Here’s the bottom line: The rate of energy transfer is known as “power”. We measure power using watts. Power is therefore energy transferred over time.

Similar to how speed is combines distance over time (i.e., 80mph means you are travelling at a rate of 80 miles in one hour), watts combine the unit for energy – a joule (abbreviated “J”) – with time. In fact, 1 watt equals one joule (a unit of energy) transferred every second. Mathematically, we write this as 1W = 1J/s.

To explain, let’s start with something familiar: your phone charger. New iPhones come with a 20W – a “twenty watt” – charger. This measurement tells us how fast the charger can take energy (in the form of electricity) from the wall outlet and put it into the phone battery. Stated differently, a 20W phone charger transfers 20 joules every second into the phone battery.[1]
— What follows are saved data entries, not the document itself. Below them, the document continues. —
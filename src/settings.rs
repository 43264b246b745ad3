//! Game settings and preferences
//!
//! Persisted separately from the high score under its own storage key.

use serde::{Deserialize, Serialize};

use crate::platform::KeyValueStore;

/// Key names as reported by `KeyboardEvent.key`
#[derive(Debug, Clone, PartialEq, Eq, Serialize, Deserialize)]
#[serde(default)]
pub struct KeyBindings {
    pub left: Vec<String>,
    pub right: Vec<String>,
    pub confirm: Vec<String>,
    /// Toggles the score overlay
    pub hud: Vec<String>,
}

impl Default for KeyBindings {
    fn default() -> Self {
        Self {
            left: vec!["ArrowLeft".into(), "a".into()],
            right: vec!["ArrowRight".into(), "d".into()],
            confirm: vec![" ".into(), "Spacebar".into()],
            hud: vec!["h".into()],
        }
    }
}

impl KeyBindings {
    fn matches(keys: &[String], key: &str) -> bool {
        keys.iter().any(|k| k.eq_ignore_ascii_case(key))
    }

    pub fn is_left(&self, key: &str) -> bool {
        Self::matches(&self.left, key)
    }

    pub fn is_right(&self, key: &str) -> bool {
        Self::matches(&self.right, key)
    }

    pub fn is_confirm(&self, key: &str) -> bool {
        Self::matches(&self.confirm, key)
    }

    pub fn is_hud(&self, key: &str) -> bool {
        Self::matches(&self.hud, key)
    }
}

/// Game settings/preferences
#[derive(Debug, Clone, PartialEq, Serialize, Deserialize)]
#[serde(default)]
pub struct Settings {
    pub keys: KeyBindings,
    /// Show score/level/best overlay
    pub show_hud: bool,
}

impl Default for Settings {
    fn default() -> Self {
        Self {
            keys: KeyBindings::default(),
            show_hud: true,
        }
    }
}

impl Settings {
    /// Storage key
    const STORAGE_KEY: &'static str = "doodleJumpSettings";

    /// Load settings, falling back to defaults
    pub fn load(store: &dyn KeyValueStore) -> Self {
        match store.get(Self::STORAGE_KEY) {
            Ok(Some(json)) => match serde_json::from_str(&json) {
                Ok(settings) => {
                    log::info!("Loaded settings");
                    settings
                }
                Err(e) => {
                    log::warn!("Ignoring malformed settings: {}", e);
                    Self::default()
                }
            },
            Ok(None) => {
                log::info!("Using default settings");
                Self::default()
            }
            Err(e) => {
                log::warn!("Could not read settings: {}", e);
                Self::default()
            }
        }
    }

    /// Save settings
    pub fn save(&self, store: &mut dyn KeyValueStore) {
        match serde_json::to_string(self) {
            Ok(json) => match store.set(Self::STORAGE_KEY, &json) {
                Ok(()) => log::info!("Settings saved"),
                Err(e) => log::warn!("Could not save settings: {}", e),
            },
            Err(e) => log::warn!("Could not encode settings: {}", e),
        }
    }
}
A quick digression: Your brain runs on about 20 watts of metabolic power- roughly the same rate a modern smartphone charger delivers electricity. In other words, the energy rate needed to keep your neurons firing is on the same order of magnitude as charging your iPhone!

So, a new iPhone can juice up at a rate of 20W. If you (like me) misplace phone chargers, you might purchase a cheap off-brand replacement with an approximately 10W rating. Compared with the (lost) 20W charger, the knock-off 10W charger transfers energy at only half the rate, taking twice as long to fully charge the phone. [2]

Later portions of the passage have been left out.